Work instructions: Give back every record exactly.

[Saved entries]

--- START ---

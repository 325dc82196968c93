// Copyright 2025 the Arbor Authors
// SPDX-License-Identifier: Apache-2.0 OR MIT

//! Flat vector backend with linear scans. Small and simple; good for tiny sets.
//!
//! Every query looks at every item, so results are exact for any metric,
//! including ones that break k-d pruning such as [`Canberra`](crate::Canberra).

use alloc::boxed::Box;
use alloc::vec::Vec;
use core::fmt::Debug;

use crate::backend::Backend;
use crate::metric::DistanceMetric;
use crate::neighbors::{Candidate, Candidates};
use crate::types::{AxisRange, Indexable, in_bounds};

/// Flat vector backend with linear scans.
///
/// Leaves item order untouched on rebuild.
#[derive(Default)]
pub struct FlatVec {
    len: usize,
}

impl<I: Indexable> Backend<I> for FlatVec {
    fn rebuild(&mut self, items: &mut [I], _dimensions: usize) {
        self.len = items.len();
    }

    fn clear(&mut self) {
        self.len = 0;
    }

    fn query_point(
        &self,
        items: &[I],
        _coords: &[f64],
        is_hit: &mut dyn FnMut(usize) -> bool,
    ) -> bool {
        (0..self.len.min(items.len())).any(is_hit)
    }

    fn query_range<'a>(
        &'a self,
        items: &'a [I],
        bounds: &'a [AxisRange],
    ) -> Box<dyn Iterator<Item = usize> + 'a> {
        let mut out = Vec::new();
        for (i, item) in items.iter().enumerate().take(self.len) {
            if in_bounds(item.coordinates(), bounds) {
                out.push(i);
            }
        }
        Box::new(out.into_iter())
    }

    fn nearest(
        &self,
        items: &[I],
        metric: &dyn DistanceMetric,
        point: &[f64],
    ) -> Option<Candidate> {
        let mut best: Option<Candidate> = None;
        for (slot, item) in items.iter().enumerate().take(self.len) {
            let distance = metric.distance(item.coordinates(), point);
            if best.is_none_or(|b| distance < b.distance) {
                best = Some(Candidate { slot, distance });
            }
        }
        best
    }

    fn k_nearest(
        &self,
        items: &[I],
        metric: &dyn DistanceMetric,
        k: usize,
        point: &[f64],
    ) -> Vec<Candidate> {
        let mut best = Candidates::new(k.min(self.len));
        for (slot, item) in items.iter().enumerate().take(self.len) {
            best.offer(Candidate {
                slot,
                distance: metric.distance(item.coordinates(), point),
            });
        }
        best.into_vec()
    }
}

impl Debug for FlatVec {
    fn fmt(&self, f: &mut core::fmt::Formatter<'_>) -> core::fmt::Result {
        f.debug_struct("FlatVec")
            .field("len", &self.len)
            .finish_non_exhaustive()
    }
}
// Copyright 2025 the Arbor Authors
// SPDX-License-Identifier: Apache-2.0 OR MIT

//! Basic usage of Arbor Index: build, membership, range, and nearest queries.
//!
//! Run:
//! - `cargo run -p arbor_demos --example index_basics`

use arbor_index::{AxisRange, Euclidean, Index, Manhattan};

fn main() -> Result<(), arbor_index::Error> {
    let mut idx: Index<[f64; 2]> = Index::new(2)?;
    idx.build(vec![
        [5.0, 5.0],
        [6.0, 7.0],
        [8.0, 6.0],
        [7.0, 9.0],
        [9.0, 8.0],
        [1.0, 1.0],
    ])?;
    println!("{:?}", idx);

    println!("contains (8,6): {}", idx.contains(&[8.0, 6.0]));
    println!("contains (8,7): {}", idx.contains(&[8.0, 7.0]));

    let boxed = idx.query_range(&[AxisRange::new(5.0, 8.0), AxisRange::new(5.0, 8.0)])?;
    println!("in [5,8]x[5,8]: {:?}", boxed);

    let near = idx.nearest(&Euclidean, &[0.0, 0.0])?;
    println!("nearest to (0,0): {:?}", near);

    for n in idx.k_nearest_with_distances(&Manhattan, 3, &[10.0, 10.0])? {
        println!("  {:?} at manhattan distance {}", n.item, n.distance);
    }

    // Bad arity is an error, not a panic.
    if let Err(e) = idx.nearest(&Euclidean, &[0.0, 0.0, 0.0]) {
        println!("rejected: {e}");
    }
    Ok(())
}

--- END ---

Output:
repository 325dc82196968c93
// Copyright 2025 the Arbor Authors
// SPDX-License-Identifier: Apache-2.0 OR MIT

//! Flat vector backend with linear scans. Small and simple; good for tiny sets.
//!
//! Every query looks at every item, so results are exact for any metric,
//! including ones that break k-d pruning such as [`Canberra`](crate::Canberra).

use alloc::boxed::Box;
use alloc::vec::Vec;
use core::fmt::Debug;

use crate::backend::Backend;
use crate::metric::DistanceMetric;
use crate::neighbors::{Candidate, Candidates};
use crate::types::{AxisRange, Indexable, in_bounds};

/// Flat vector backend with linear scans.
///
/// Leaves item order untouched on rebuild.
#[derive(Default)]
pub struct FlatVec {
    len: usize,
}

impl<I: Indexable> Backend<I> for FlatVec {
    fn rebuild(&mut self, items: &mut [I], _dimensions: usize) {
        self.len = items.len();
    }

    fn clear(&mut self) {
        self.len = 0;
    }

    fn query_point(
        &self,
        items: &[I],
        _coords: &[f64],
        is_hit: &mut dyn FnMut(usize) -> bool,
    ) -> bool {
        (0..self.len.min(items.len())).any(is_hit)
    }

    fn query_range<'a>(
        &'a self,
        items: &'a [I],
        bounds: &'a [AxisRange],
    ) -> Box<dyn Iterator<Item = usize> + 'a> {
        let mut out = Vec::new();
        for (i, item) in items.iter().enumerate().take(self.len) {
            if in_bounds(item.coordinates(), bounds) {
                out.push(i);
            }
        }
        Box::new(out.into_iter())
    }

    fn nearest(
        &self,
        items: &[I],
        metric: &dyn DistanceMetric,
        point: &[f64],
    ) -> Option<Candidate> {
        let mut best: Option<Candidate> = None;
        for (slot, item) in items.iter().enumerate().take(self.len) {
            let distance = metric.distance(item.coordinates(), point);
            if best.is_none_or(|b| distance < b.distance) {
                best = Some(Candidate { slot, distance });
            }
        }
        best
    }

    fn k_nearest(
        &self,
        items: &[I],
        metric: &dyn DistanceMetric,
        k: usize,
        point: &[f64],
    ) -> Vec<Candidate> {
        let mut best = Candidates::new(k.min(self.len));
        for (slot, item) in items.iter().enumerate().take(self.len) {
            best.offer(Candidate {
                slot,
                distance: metric.distance(item.coordinates(), point),
            });
        }
        best.into_vec()
    }
}

impl Debug for FlatVec {
    fn fmt(&self, f: &mut core::fmt::Formatter<'_>) -> core::fmt::Result {
        f.debug_struct("FlatVec")
            .field("len", &self.len)
            .finish_non_exhaustive()
    }
}
// Copyright 2025 the Arbor Authors
// SPDX-License-Identifier: Apache-2.0 OR MIT

//! Basic usage of Arbor Index: build, membership, range, and nearest queries.
//!
//! Run:
//! - `cargo run -p arbor_demos --example index_basics`

use arbor_index::{AxisRange, Euclidean, Index, Manhattan};

fn main() -> Result<(), arbor_index::Error> {
    let mut idx: Index<[f64; 2]> = Index::new(2)?;
    idx.build(vec![
        [5.0, 5.0],
        [6.0, 7.0],
        [8.0, 6.0],
        [7.0, 9.0],
        [9.0, 8.0],
        [1.0, 1.0],
    ])?;
    println!("{:?}", idx);

    println!("contains (8,6): {}", idx.contains(&[8.0, 6.0]));
    println!("contains (8,7): {}", idx.contains(&[8.0, 7.0]));

    let boxed = idx.query_range(&[AxisRange::new(5.0, 8.0), AxisRange::new(5.0, 8.0)])?;
    println!("in [5,8]x[5,8]: {:?}", boxed);

    let near = idx.nearest(&Euclidean, &[0.0, 0.0])?;
    println!("nearest to (0,0): {:?}", near);

    for n in idx.k_nearest_with_distances(&Manhattan, 3, &[10.0, 10.0])? {
        println!("  {:?} at manhattan distance {}", n.item, n.distance);
    }

    // Bad arity is an error, not a panic.
    if let Err(e) = idx.nearest(&Euclidean, &[0.0, 0.0, 0.0]) {
        println!("rejected: {e}");
    }
    Ok(())
}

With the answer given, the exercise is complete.